Saved data entries

━━━━━━━━━━━━━━━━━━━━

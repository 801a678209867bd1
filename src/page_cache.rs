//! Rendered-page cache for the server-rendered todo view.
//!
//! Pages are cached per route path and per viewer, since two users never see the same list.
//! Mutation handlers invalidate a whole route path, which drops every viewer's copy so the next
//! navigation re-reads fresh data from the store.

use moka::sync::Cache;
use std::sync::atomic::{AtomicU64, Ordering};
use std::time::Duration;
use tracing::{debug, warn};

/// Identifies whose copy of a page is cached. Anonymous viewers share one entry.
pub type ViewerKey = Option<String>;

type PageKey = (String, ViewerKey);

pub const DEFAULT_MAX_PAGES: u64 = 10_000;
pub const DEFAULT_PAGE_TTL: Duration = Duration::from_secs(300);

/// Snapshot of the invalidation count, taken before a render reads the store
#[derive(Clone, Copy, Debug, PartialEq, Eq)]
pub struct Generation(u64);

pub struct PageCache {
    pages: Cache<PageKey, String>,
    generation: AtomicU64,
}

impl Default for PageCache {
    fn default() -> Self {
        Self::with_limits(DEFAULT_MAX_PAGES, DEFAULT_PAGE_TTL)
    }
}

impl PageCache {
    pub fn new() -> Self {
        Self::default()
    }

    pub fn with_limits(max_pages: u64, ttl: Duration) -> Self {
        let pages = Cache::builder()
            .max_capacity(max_pages)
            .time_to_live(ttl)
            .support_invalidation_closures()
            .build();

        PageCache {
            pages,
            generation: AtomicU64::new(0),
        }
    }

    /// Returns the cached page for a viewer, if one is still fresh
    pub fn get(&self, path: &str, viewer: &ViewerKey) -> Option<String> {
        self.pages.get(&(path.to_owned(), viewer.clone()))
    }

    /// Must be called before reading the data a page is rendered from
    pub fn generation(&self) -> Generation {
        Generation(self.generation.load(Ordering::Acquire))
    }

    /// Keeps a rendered page unless an invalidation happened after `rendered_from` was taken.
    /// Returns whether the page was kept.
    pub fn store(
        &self,
        path: &str,
        viewer: ViewerKey,
        rendered: String,
        rendered_from: Generation,
    ) -> bool {
        if self.generation() != rendered_from {
            debug!(path, "Skipped caching a page rendered before the last invalidation");
            return false;
        }

        let key = (path.to_owned(), viewer);
        self.pages.insert(key.clone(), rendered);

        // An invalidation that ran between the check and the insert only covered older entries
        if self.generation() != rendered_from {
            self.pages.invalidate(&key);
            return false;
        }

        true
    }

    /// Marks every cached copy of `path` stale
    pub fn invalidate(&self, path: &str) {
        self.generation.fetch_add(1, Ordering::AcqRel);

        let stale_path = path.to_owned();
        if let Err(err) = self
            .pages
            .invalidate_entries_if(move |key: &PageKey, _: &String| key.0 == stale_path)
        {
            warn!(path, "Could not invalidate by path, dropping every cached page: {err}");
            self.pages.invalidate_all();
            return;
        }

        debug!(path, "Invalidated cached pages");
    }

    /// Approximate, since eviction runs lazily
    pub fn page_count(&self) -> u64 {
        self.pages.run_pending_tasks();
        self.pages.entry_count()
    }
}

━━━━━━━━━━━━━━━━━━━━

*Problem description*. Lines with "Returns": return each one from the data above.

*Answer to this problem*.
    /// Returns the cached page for a viewer, if one is still fresh
    /// Returns whether the page was kept.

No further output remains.